Светлый фон

— Я почти уверена в этом. Твой отец не будет тянуть. Они даже приговор-то зачитывать вряд ли будут.

Айвен прекрасно понимала, что ведьма права. Девушка исступленно уставилась в землю, пытаясь хоть немного собраться с силами:

— И что же мне делать?

Гаула долго молчала, но все же произнесла:

— Я могла бы отвлечь их какой-нибудь сумасшедшей выходкой, но вряд ли это сработает. Они уже привыкли.

— Тогда отвлеку их я… — Прошипела Айвен.

— Ты чего удумала!? — Спохватилась Гаула, — Уже не поколдовать-то на глазах у всех?

— У меня нет другого выхода.

— Нет, слышишь, нет! — Возразила ведьма, хватая Айвен за плечи, — Чего ты этим добьешься? Изгнания!?

— Я не позволю им его убить! — Попыталась вырваться девушка.

— Этим-то как раз и позволишь! А еще и себя вместе с ним! — Кричала на нее Гаула, — Влюбленная дура!

Эти слова заставили взбешенную Айвен застыть. Она посмотрела в безумные глаза ведьмы, заметив в них свое отражение.

— Что тогда делать? — Выдохнула девушка.

Она не стала отрицать то, что было и так очевидно. Тем более Гауле, которая неизменно читала Айвен, словно открытую книгу.

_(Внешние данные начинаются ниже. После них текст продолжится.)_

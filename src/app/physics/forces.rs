use eframe::egui::{Vec2, vec2};

use super::quadtree::QuadNode;

const BARNES_HUT_THETA: f32 = 0.70;
const COLLISION_SPACING: f32 = 1.25;
const COLLISION_SLACK: f32 = 4.0;

fn push_between(point_a: Vec2, point_b: Vec2, strength: f32, softening: f32) -> Vec2 {
    let delta = point_a - point_b;
    let distance_sq = delta.length_sq();
    let direction = if distance_sq > 0.0001 {
        delta / distance_sq.sqrt()
    } else {
        vec2(1.0, 0.0)
    };
    direction * (strength / (distance_sq + softening))
}

pub(super) fn accumulate_repulsion(
    tree: &QuadNode,
    index: usize,
    positions: &[Vec2],
    strength: f32,
    softening: f32,
    force: &mut Vec2,
) {
    if tree.mass <= 0.0 {
        return;
    }

    let point = positions[index];

    if tree.is_leaf() {
        for &other in &tree.indices {
            if other != index {
                *force += push_between(point, positions[other], strength, softening);
            }
        }
        return;
    }

    let delta = point - tree.center_of_mass;
    let distance_sq = delta.length_sq().max(0.0001);
    let distance = distance_sq.sqrt();
    let far_enough = !tree.bounds.contains(point)
        && (tree.bounds.side_length() / distance) < BARNES_HUT_THETA
        && tree.mass > 1.0;

    if far_enough {
        let direction = delta / distance;
        *force += direction * ((strength * tree.mass) / (distance_sq + softening));
        return;
    }

    for child in tree.children.iter().flatten() {
        accumulate_repulsion(child, index, positions, strength, softening, force);
    }
}

// Pairwise overlap resolution through a circle query per node; each pair is
// handled once via the index ordering.
pub(super) fn accumulate_collisions(
    tree: &QuadNode,
    positions: &[Vec2],
    radii: &[f32],
    max_radius: f32,
    strength: f32,
    forces: &mut [Vec2],
    hits: &mut Vec<usize>,
) {
    for index in 0..positions.len() {
        let reach = (radii[index] + max_radius) * COLLISION_SPACING + COLLISION_SLACK;
        hits.clear();
        tree.query_circle(positions[index], reach, hits);

        for &other in hits.iter() {
            if other <= index {
                continue;
            }

            let min_distance = (radii[index] + radii[other]) * COLLISION_SPACING + COLLISION_SLACK;
            let delta = positions[index] - positions[other];
            let distance_sq = delta.length_sq();
            if distance_sq >= min_distance * min_distance {
                continue;
            }

            let distance = distance_sq.sqrt();
            let direction = if distance > 0.0001 {
                delta / distance
            } else {
                let angle = ((index as f32) * 0.618_034 + (other as f32) * 0.414_214)
                    * std::f32::consts::TAU;
                vec2(angle.cos(), angle.sin())
            };

            let push = direction * ((min_distance - distance) * strength);
            forces[index] += push;
            forces[other] -= push;
        }
    }
}

#[cfg(test)]
mod tests {
    use super::*;

    #[test]
    fn repulsion_pushes_points_apart() {
        let positions = vec![vec2(0.0, 0.0), vec2(10.0, 0.0)];
        let tree = QuadNode::build(&positions).unwrap();

        let mut force = Vec2::ZERO;
        accumulate_repulsion(&tree, 0, &positions, 1000.0, 1.0, &mut force);
        assert!(force.x < 0.0, "left point should be pushed further left");
    }

    #[test]
    fn collisions_separate_overlapping_circles() {
        let positions = vec![vec2(0.0, 0.0), vec2(4.0, 0.0), vec2(500.0, 500.0)];
        let radii = vec![8.0, 8.0, 8.0];
        let mut forces = vec![Vec2::ZERO; 3];
        let mut hits = Vec::new();

        let tree = QuadNode::build(&positions).unwrap();
        accumulate_collisions(&tree, &positions, &radii, 8.0, 1.0, &mut forces, &mut hits);

        assert!(forces[0].x < 0.0);
        assert!(forces[1].x > 0.0);
        assert_eq!(forces[2], Vec2::ZERO, "distant circle is untouched");
    }
}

Руки ведьмы наконец-то отпустили ее плечи, а глаза опустились куда-то в землю:

— Есть ситуации, которые мы не в силах изменить.

— Что!? — Ошарашенно прошептала Айвен, — И это говоришь ты?

Подняв глаза, Гаула кивнула. И с этим кивком что-то внутри у Айвен дало трещину. Девушка готова была разрыдаться, и слезы уже едва держались в ее глазах.

Внезапно народ, уже обступивший эшафот со всех сторон, взревел, и Айвен бросилась посмотреть, что же происходит. Выглянув из-за угла дома, она увидела, как люди чуть расступились, создавая проход для отца и двоих его приближенных. Один из них шел сзади, другой — спереди, а между ними, едва переставляя ноги, шел ссутулившийся Кайрин.

Наверное, каждый в деревне жаждал увидеть его именно таким — сломленным, грязным, с распухшим от побоев лицом и в рваной одежде столичного аристократа. Солдат отца подталкивал Кайрина в спину, чтобы он шел быстрее, но парень лишь спотыкался и даже не поднимал глаз, устремленных в землю. Его освистывали и выкрикивали самые грязные оскорбления, смешанные с ликованием от предвкушения его смерти.